== Exercise instructions ==
Copy out each line of the entries where the word "bytecode" is present.

== Record extracts ==
—————
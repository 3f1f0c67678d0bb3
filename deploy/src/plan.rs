//! Deployment plans.
//!
//! Plans are written in TOML or JSON:
//!
//! ```toml
//! [primary]
//! name = "Powers"
//! bytecode = "0x6080..."
//! constructor_args = [{ type = "string", value = "My DAO" }]
//!
//! [[dependencies]]
//! name = "Erc20Taxed"
//! bytecode = "0x6080..."
//! transfer_ownership = true
//!
//! [[dependencies]]
//! name = "OpenAction"
//! bytecode = "0x6080..."
//! constructor_args = ["primary"]
//! ```
//!
//! Address arguments are references resolved during deployment:
//! `"primary"`, `"dependency:<name>"`, or a literal `0x` address. Without an
//! `[initialize]` table the primary is initialized with
//! `constitute(address[])` over every dependency address.

use alloy_primitives::{Address, Bytes};
use powers_crypto::AbiValue;
use powers_ledger::powers;
use powers_ledger::{ContractCall, DeployRequest};
use serde::{Deserialize, Serialize};
use std::collections::{HashMap, HashSet};
use std::fmt;
use std::path::Path;
use std::str::FromStr;

use crate::{
    DeployError, StepKind, WiringStep, BATCH_STEP, INITIALIZE_STEP, TRANSFER_STEP_PREFIX,
};

/// Where an address argument comes from.
#[derive(Clone, Debug, PartialEq, Eq, Hash, Serialize, Deserialize)]
#[serde(try_from = "String", into = "String")]
pub enum AddressRef {
    Primary,
    Dependency(String),
    Literal(Address),
}

impl FromStr for AddressRef {
    type Err = DeployError;

    fn from_str(s: &str) -> Result<Self, Self::Err> {
        if s == "primary" {
            return Ok(Self::Primary);
        }
        if let Some(name) = s.strip_prefix("dependency:") {
            if name.is_empty() {
                return Err(DeployError::InvalidPlan("empty dependency reference".into()));
            }
            return Ok(Self::Dependency(name.to_string()));
        }
        if s.starts_with("0x") {
            return Address::from_str(s)
                .map(Self::Literal)
                .map_err(|_| DeployError::InvalidPlan(format!("invalid address literal {s}")));
        }
        Err(DeployError::InvalidPlan(format!("unknown address reference {s}")))
    }
}

impl TryFrom<String> for AddressRef {
    type Error = DeployError;

    fn try_from(s: String) -> Result<Self, Self::Error> {
        s.parse()
    }
}

impl From<AddressRef> for String {
    fn from(r: AddressRef) -> Self {
        r.to_string()
    }
}

impl fmt::Display for AddressRef {
    fn fmt(&self, f: &mut fmt::Formatter<'_>) -> fmt::Result {
        match self {
            Self::Primary => f.write_str("primary"),
            Self::Dependency(name) => write!(f, "dependency:{name}"),
            Self::Literal(address) => write!(f, "{address}"),
        }
    }
}

/// A constructor or call argument.
#[derive(Clone, Debug, PartialEq, Eq, Serialize, Deserialize)]
#[serde(untagged)]
pub enum PlanArg {
    Ref(AddressRef),
    Refs(Vec<AddressRef>),
    Value(AbiValue),
}

impl PlanArg {
    fn refs(&self) -> Vec<&AddressRef> {
        match self {
            Self::Ref(r) => vec![r],
            Self::Refs(refs) => refs.iter().collect(),
            Self::Value(_) => Vec::new(),
        }
    }
}

#[derive(Clone, Debug, PartialEq, Eq, Serialize, Deserialize)]
pub struct ContractSpec {
    pub name: String,
    /// Creation bytecode.
    pub bytecode: Bytes,
    #[serde(default)]
    pub constructor_args: Vec<PlanArg>,
}

#[derive(Clone, Debug, PartialEq, Eq, Serialize, Deserialize)]
pub struct DependencySpec {
    #[serde(flatten)]
    pub contract: ContractSpec,
    /// Hand ownership of this contract to the primary once wired.
    #[serde(default)]
    pub transfer_ownership: bool,
}

/// The call that wires the deployed contracts together.
#[derive(Clone, Debug, PartialEq, Eq, Serialize, Deserialize)]
pub struct InitCall {
    #[serde(default = "primary_ref")]
    pub target: AddressRef,
    pub signature: String,
    #[serde(default)]
    pub args: Vec<PlanArg>,
}

fn primary_ref() -> AddressRef {
    AddressRef::Primary
}

#[derive(Clone, Debug, PartialEq, Eq, Serialize, Deserialize)]
pub struct DeploymentPlan {
    pub primary: ContractSpec,
    #[serde(default)]
    pub dependencies: Vec<DependencySpec>,
    #[serde(default)]
    pub initialize: Option<InitCall>,
}

/// Addresses known so far in a run.
#[derive(Clone, Debug, Default, PartialEq, Eq)]
pub struct ResolvedAddresses {
    pub primary: Option<Address>,
    pub dependencies: HashMap<String, Address>,
}

impl ResolvedAddresses {
    pub fn resolve(&self, r: &AddressRef) -> Result<Address, DeployError> {
        match r {
            AddressRef::Primary => self.primary,
            AddressRef::Dependency(name) => self.dependencies.get(name).copied(),
            AddressRef::Literal(address) => Some(*address),
        }
        .ok_or_else(|| DeployError::UnresolvedReference(r.to_string()))
    }

    pub fn resolve_args(&self, args: &[PlanArg]) -> Result<Vec<AbiValue>, DeployError> {
        args.iter()
            .map(|arg| match arg {
                PlanArg::Ref(r) => self.resolve(r).map(AbiValue::Address),
                PlanArg::Refs(refs) => refs
                    .iter()
                    .map(|r| self.resolve(r).map(AbiValue::Address))
                    .collect::<Result<Vec<_>, _>>()
                    .map(AbiValue::Array),
                PlanArg::Value(value) => Ok(value.clone()),
            })
            .collect()
    }
}

impl DeploymentPlan {
    pub fn from_toml_str(s: &str) -> Result<Self, DeployError> {
        let plan: Self = toml::from_str(s).map_err(|e| DeployError::InvalidPlan(e.to_string()))?;
        plan.validate()?;
        Ok(plan)
    }

    pub fn from_json_str(s: &str) -> Result<Self, DeployError> {
        let plan: Self =
            serde_json::from_str(s).map_err(|e| DeployError::InvalidPlan(e.to_string()))?;
        plan.validate()?;
        Ok(plan)
    }

    /// Load a plan, choosing the format by extension (`.json`, else TOML).
    pub fn from_file(path: &Path) -> Result<Self, DeployError> {
        let contents = std::fs::read_to_string(path)
            .map_err(|e| DeployError::InvalidPlan(format!("{}: {e}", path.display())))?;
        match path.extension().and_then(|ext| ext.to_str()) {
            Some("json") => Self::from_json_str(&contents),
            _ => Self::from_toml_str(&contents),
        }
    }

    /// Reject plans that could only fail part-way through a run.
    ///
    /// Names must be unique and non-empty, bytecode non-empty, and every
    /// reference must point at a contract deployed before it is needed.
    pub fn validate(&self) -> Result<(), DeployError> {
        let mut names: HashSet<&str> = HashSet::from([self.primary.name.as_str()]);
        let mut known: HashSet<&str> = HashSet::new();
        check_contract(&self.primary, &known, false)?;

        for dep in &self.dependencies {
            check_contract(&dep.contract, &known, true)?;
            if !names.insert(dep.contract.name.as_str()) {
                return Err(DeployError::InvalidPlan(format!(
                    "duplicate contract name {}",
                    dep.contract.name
                )));
            }
            known.insert(dep.contract.name.as_str());
        }

        if let Some(init) = &self.initialize {
            if init.signature.trim().is_empty() || !init.signature.contains('(') {
                return Err(DeployError::InvalidPlan(format!(
                    "invalid initialization signature '{}'",
                    init.signature
                )));
            }
            let refs = init.args.iter().flat_map(PlanArg::refs);
            for r in std::iter::once(&init.target).chain(refs) {
                check_ref(r, &known, true)?;
            }
        }
        Ok(())
    }

    /// Deploy request for a contract, with constructor arguments resolved.
    pub fn deploy_request(
        spec: &ContractSpec,
        addresses: &ResolvedAddresses,
    ) -> Result<DeployRequest, DeployError> {
        Ok(DeployRequest {
            name: spec.name.clone(),
            bytecode: spec.bytecode.clone(),
            constructor_args: addresses.resolve_args(&spec.constructor_args)?,
        })
    }

    /// The initialization call with every reference resolved.
    pub fn init_call(&self, addresses: &ResolvedAddresses) -> Result<ContractCall, DeployError> {
        match &self.initialize {
            Some(init) => Ok(ContractCall::new(
                addresses.resolve(&init.target)?,
                &init.signature,
                addresses.resolve_args(&init.args)?,
            )),
            None => {
                let primary = addresses.resolve(&AddressRef::Primary)?;
                let laws = self
                    .dependencies
                    .iter()
                    .map(|dep| {
                        addresses.resolve(&AddressRef::Dependency(dep.contract.name.clone()))
                    })
                    .collect::<Result<Vec<_>, _>>()?;
                Ok(powers::constitute(primary, &laws))
            }
        }
    }

    /// Wiring rows: initialization first, then one transfer per flagged
    /// dependency.
    pub fn wiring_steps(&self) -> Vec<WiringStep> {
        let target = match self.initialize.as_ref().map(|init| &init.target) {
            None | Some(AddressRef::Primary) => self.primary.name.clone(),
            Some(AddressRef::Dependency(name)) => name.clone(),
            Some(AddressRef::Literal(address)) => address.to_string(),
        };
        let mut steps = vec![WiringStep {
            name: INITIALIZE_STEP.to_string(),
            kind: StepKind::Initialize,
            contract: target,
        }];
        steps.extend(self.ownership_transfers().map(|dep| WiringStep {
            name: format!("{TRANSFER_STEP_PREFIX}{}", dep.contract.name),
            kind: StepKind::TransferOwnership,
            contract: dep.contract.name.clone(),
        }));
        steps
    }

    /// Dependencies whose ownership moves to the primary, in declared order.
    pub fn ownership_transfers(&self) -> impl Iterator<Item = &DependencySpec> {
        self.dependencies.iter().filter(|dep| dep.transfer_ownership)
    }
}

fn check_contract(
    spec: &ContractSpec,
    known: &HashSet<&str>,
    primary_known: bool,
) -> Result<(), DeployError> {
    if spec.name.trim().is_empty() {
        return Err(DeployError::InvalidPlan("contract without a name".into()));
    }
    if spec.name == INITIALIZE_STEP
        || spec.name == BATCH_STEP
        || spec.name.starts_with(TRANSFER_STEP_PREFIX)
    {
        return Err(DeployError::InvalidPlan(format!(
            "contract name '{}' is reserved for a wiring step",
            spec.name
        )));
    }
    if spec.bytecode.is_empty() {
        return Err(DeployError::InvalidPlan(format!("{} has no bytecode", spec.name)));
    }
    for r in spec.constructor_args.iter().flat_map(PlanArg::refs) {
        check_ref(r, known, primary_known)?;
    }
    Ok(())
}

fn check_ref(
    r: &AddressRef,
    known: &HashSet<&str>,
    primary_known: bool,
) -> Result<(), DeployError> {
    let resolvable = match r {
        AddressRef::Primary => primary_known,
        AddressRef::Dependency(name) => known.contains(name.as_str()),
        AddressRef::Literal(_) => true,
    };
    if resolvable {
        Ok(())
    } else {
        Err(DeployError::UnresolvedReference(r.to_string()))
    }
}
—————
== Answer area ==
//! bytecode = "0x6080..."
//! bytecode = "0x6080..."
//! bytecode = "0x6080..."
    /// Creation bytecode.
    pub bytecode: Bytes,
    /// Names must be unique and non-empty, bytecode non-empty, and every
            bytecode: spec.bytecode.clone(),
    if spec.bytecode.is_empty() {
        return Err(DeployError::InvalidPlan(format!("{} has no bytecode", spec.name)));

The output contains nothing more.